WHAT THE EXERCISE ASKS: All lines containing the string "async" must be copied from the entries.
===== DATA TO EXAMINE =====
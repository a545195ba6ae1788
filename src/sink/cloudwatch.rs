use anyhow::{Context, Result};
use aws_config::BehaviorVersion;
use aws_sdk_cloudwatch::config::Region;
use aws_sdk_cloudwatch::primitives::DateTime;
use aws_sdk_cloudwatch::types::{Dimension, MetricDatum};
use aws_sdk_cloudwatch::Client;
use tokio::sync::OnceCell;

use super::Sample;
use crate::config::CloudWatchSinkConfig;

/// Dimension attached to every datum.
const DIMENSION_NAME: &str = "System";
const DIMENSION_VALUE: &str = "TpsMonitor";

/// Publishes every sample to AWS CloudWatch as three datums in the
/// `{network}-{instance}` namespace.
pub struct CloudWatchSink {
    cfg: CloudWatchSinkConfig,
    namespace: String,
    /// Loaded on first push, credential resolution is async.
    client: OnceCell<Client>,
}

impl CloudWatchSink {
    pub fn new(cfg: CloudWatchSinkConfig) -> Self {
        let namespace = format!("{}-{}", cfg.network, cfg.instance);

        Self {
            cfg,
            namespace,
            client: OnceCell::new(),
        }
    }

    /// Returns the sink name for logging.
    pub fn name(&self) -> &str {
        "cloudwatch"
    }

    pub fn namespace(&self) -> &str {
        &self.namespace
    }

    /// Metric names and values published for a sample.
    pub fn values(sample: &Sample) -> [(&'static str, f64); 3] {
        [
            ("TPS", f64::from(sample.tps)),
            ("TxnCount", sample.transactions as f64),
            ("BlockCount", sample.blocks as f64),
        ]
    }

    /// Builds the datums for one sample, stamped with its block-time boundary.
    pub fn metric_data(&self, sample: &Sample) -> Result<Vec<MetricDatum>> {
        let timestamp = DateTime::from(sample.timestamp);
        let dimension = Dimension::builder()
            .name(DIMENSION_NAME)
            .value(DIMENSION_VALUE)
            .build();

        Self::values(sample)
            .into_iter()
            .map(|(name, value)| {
                Ok(MetricDatum::builder()
                    .metric_name(name)
                    .value(value)
                    .timestamp(timestamp)
                    .dimensions(dimension.clone())
                    .build())
            })
            .collect()
    }

    /// Sends one sample in a single `PutMetricData` call.
    pub async fn push(&self, sample: &Sample) -> Result<()> {
        let data = self.metric_data(sample)?;

        self.client()
            .await
            .put_metric_data()
            .namespace(&self.namespace)
            .set_metric_data(Some(data))
            .send()
            .await
            .with_context(|| format!("putting metric data to {}", self.namespace))?;

        tracing::debug!(
            namespace = %self.namespace,
            tps = sample.tps,
            "published metric data to cloudwatch",
        );

        Ok(())
    }

    async fn client(&self) -> &Client {
        self.client
            .get_or_init(|| async {
                let mut loader = aws_config::defaults(BehaviorVersion::latest())
                    .region(Region::new(self.cfg.region.clone()));
                if let Some(url) = &self.cfg.endpoint_url {
                    loader = loader.endpoint_url(url);
                }
                Client::new(&loader.load().await)
            })
            .await
    }
}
=====
ANSWER:
    /// Loaded on first push, credential resolution is async.
    pub async fn push(&self, sample: &Sample) -> Result<()> {
    async fn client(&self) -> &Client {
            .get_or_init(|| async {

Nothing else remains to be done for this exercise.